There’s a tendency in my life, maybe in yours too, that I don’t connect brain to mouth when it’s important. For instance, Valentine’s Day is coming up—that yearly reminder that our significant other should indeed be significant. For me, it’s just one more reminder of how often I forget to tell my wife what she means to me. I think about her regularly, even to think positively of how important she is and what I treasure about her (rather than just the details of “Oh, I need to tell my wife X, Y, or Z). But that rarely means that information makes it from my brain into communication with her. In hindsight, I realize that this is detrimental to my own life—for sharing this care with my wife can only wind up benefitting both of us.
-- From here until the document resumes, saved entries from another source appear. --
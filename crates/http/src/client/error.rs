//! Client error types

use authstate_core::ProviderError;
use thiserror::Error;

/// Client error types
#[derive(Debug, Error)]
pub enum ClientError {
    /// Network or request error
    #[error("Request failed: {0}")]
    Request(#[from] reqwest::Error),

    /// Server returned an error status
    #[error("Server error {status}: {message}")]
    ServerError { status: u16, message: String },

    /// Authentication failed
    #[error("Authentication failed: {0}")]
    AuthenticationFailed(String),

    /// Resource not found
    #[error("Resource not found: {0}")]
    NotFound(String),

    /// Bad request
    #[error("Bad request: {0}")]
    BadRequest(String),

    /// Forbidden
    #[error("Forbidden: {0}")]
    Forbidden(String),

    /// Serialization/deserialization error
    #[error("Serialization error: {0}")]
    Serialization(#[from] serde_json::Error),

    /// Invalid configuration
    #[error("Invalid configuration: {0}")]
    Configuration(String),
}

impl ClientError {
    /// Create error from HTTP status code
    pub fn from_status(status: reqwest::StatusCode, message: String) -> Self {
        match status.as_u16() {
            400 => Self::BadRequest(message),
            401 => Self::AuthenticationFailed(message),
            403 => Self::Forbidden(message),
            404 => Self::NotFound(message),
            _ => Self::ServerError {
                status: status.as_u16(),
                message,
            },
        }
    }

    /// Whether the server rejected the session credentials
    pub const fn is_unauthorized(&self) -> bool {
        matches!(self, Self::AuthenticationFailed(_) | Self::Forbidden(_))
    }

    /// Convert into a collaborator error, keeping transport failures distinct
    pub fn into_provider_error(self, wrap: impl FnOnce(String) -> ProviderError) -> ProviderError {
        match self {
            Self::Request(err) => ProviderError::transport(err.to_string()),
            other => wrap(other.to_string()),
        }
    }
}

#[cfg(test)]
mod tests {
    use super::*;
    use reqwest::StatusCode;

    #[test]
    fn test_from_status() {
        assert!(matches!(
            ClientError::from_status(StatusCode::UNAUTHORIZED, "bad jwt".into()),
            ClientError::AuthenticationFailed(_)
        ));
        assert!(matches!(
            ClientError::from_status(StatusCode::NOT_FOUND, "missing".into()),
            ClientError::NotFound(_)
        ));
        assert!(matches!(
            ClientError::from_status(StatusCode::BAD_GATEWAY, "upstream".into()),
            ClientError::ServerError { status: 502, .. }
        ));
    }

    #[test]
    fn test_unauthorized_statuses() {
        assert!(ClientError::from_status(StatusCode::UNAUTHORIZED, String::new()).is_unauthorized());
        assert!(ClientError::from_status(StatusCode::FORBIDDEN, String::new()).is_unauthorized());
        assert!(!ClientError::from_status(StatusCode::INTERNAL_SERVER_ERROR, String::new()).is_unauthorized());
    }

    #[test]
    fn test_into_provider_error() {
        let err = ClientError::from_status(StatusCode::INTERNAL_SERVER_ERROR, "boom".into())
            .into_provider_error(|message| ProviderError::profile(message));
        assert!(matches!(err, ProviderError::Profile { .. }));
        assert!(err.to_string().contains("boom"));
    }
}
Now, I don’t want you to worry about the state of my marriage. It’s pretty stable and loving despite my best efforts to forget what I know is best (and maybe you can learn from my example how to be more conscientious in communicating with your significant other this Valentine’s Day). I write all of this to talk about a corresponding spiritual reality that happens in my walk with God. I am faced with various crises of one sort or another that create greater and lesser degrees of anxiety in my life. Due to these crises, I seek God in prayer, asking for strength, for relief, for peace, and any other number of things. Then, the event or crisis happens, I make it through it, and hindsight tells me that maybe that crisis wasn’t really so bad in the first place. Here’s where I fail to benefit spiritually. Maybe that crisis wasn’t so bad, but that doesn’t change the fact that I got what I asked for from God. Let me paint the picture another way. Imagine you were asked to write a poem—it doesn’t have to be long—but you knew in your heart that you were unable to do it, so you prayed for the ability. Then it turned out to be easier than first though, would you attribute that to the easiness of poetry, or the result of prayer?
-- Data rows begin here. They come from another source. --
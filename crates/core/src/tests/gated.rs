//! Session provider whose lookups can be held open by the test
//!
//! Mockall expectations return immediately, which cannot express two refreshes
//! overlapping in time. Each scripted lookup here can signal when it has been
//! entered and wait for an explicit release before resolving.

use crate::{Identity, ProviderResult, SessionProvider};
use async_trait::async_trait;
use std::collections::VecDeque;
use std::sync::Mutex;
use tokio::sync::oneshot;

struct Step {
    entered: Option<oneshot::Sender<()>>,
    release: Option<oneshot::Receiver<()>>,
    result: ProviderResult<Option<Identity>>,
}

/// Controls for one held lookup
pub struct Gate {
    entered: oneshot::Receiver<()>,
    release: oneshot::Sender<()>,
}

impl Gate {
    /// Wait until the lookup has started
    pub async fn entered(&mut self) {
        (&mut self.entered).await.expect("gated lookup dropped");
    }

    /// Let the lookup resolve
    pub fn release(self) {
        let _ = self.release.send(());
    }
}

#[derive(Default)]
pub struct GatedSession {
    steps: Mutex<VecDeque<Step>>,
    terminate: Mutex<Option<ProviderResult<()>>>,
}

impl GatedSession {
    pub fn new() -> Self {
        Self::default()
    }

    /// Queue a lookup that resolves immediately
    pub fn push_ready(&self, result: ProviderResult<Option<Identity>>) {
        self.steps.lock().unwrap().push_back(Step {
            entered: None,
            release: None,
            result,
        });
    }

    /// Queue a lookup that waits for its gate to be released
    pub fn push_gated(&self, result: ProviderResult<Option<Identity>>) -> Gate {
        let (entered_tx, entered_rx) = oneshot::channel();
        let (release_tx, release_rx) = oneshot::channel();
        self.steps.lock().unwrap().push_back(Step {
            entered: Some(entered_tx),
            release: Some(release_rx),
            result,
        });
        Gate {
            entered: entered_rx,
            release: release_tx,
        }
    }

    pub fn set_terminate(&self, result: ProviderResult<()>) {
        *self.terminate.lock().unwrap() = Some(result);
    }
}

#[async_trait]
impl SessionProvider for GatedSession {
    async fn current_identity(&self) -> ProviderResult<Option<Identity>> {
        let step = self
            .steps
            .lock()
            .unwrap()
            .pop_front()
            .expect("unexpected session lookup");

        if let Some(entered) = step.entered {
            let _ = entered.send(());
        }
        if let Some(release) = step.release {
            let _ = release.await;
        }
        step.result
    }

    async fn terminate_session(&self) -> ProviderResult<()> {
        self.terminate.lock().unwrap().take().unwrap_or(Ok(()))
    }
}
Maybe both are reasons for why you were successful. But, in the long run, I think our tendency as people is to forget about how strong our fears were on the front end and chalk up the relief to our overreactions. Like I said, maybe that is true and we did overreact. Yet, we should not forget that God has indeed done something. God has walked with us in the midst of our anxieties. God has shaped us into the sort of people who persevere even in the face of our anxieties. And, God has helped us on the other side to gain some perspective so that maybe next time we won’t have a freak out, but will generally trust that God is going to get us through the current crisis. What will help us do this is thankfulness. Note the beginning of Psalm 40: I waited patiently for the LORD; he inclined to me and heard my cry. He drew me up from the pit of destruction, out of the miry bog, and set my feet upon a rock, making my steps secure. He put a new song in my mouth, a song of praise to our God. Many will see and fear, and put their trust in the LORD (Psalm 40:1-3). God’s deliverance from the difficulty resulted in thankfulness and greater trust. Let’s not allow ourselves to forget what God has done.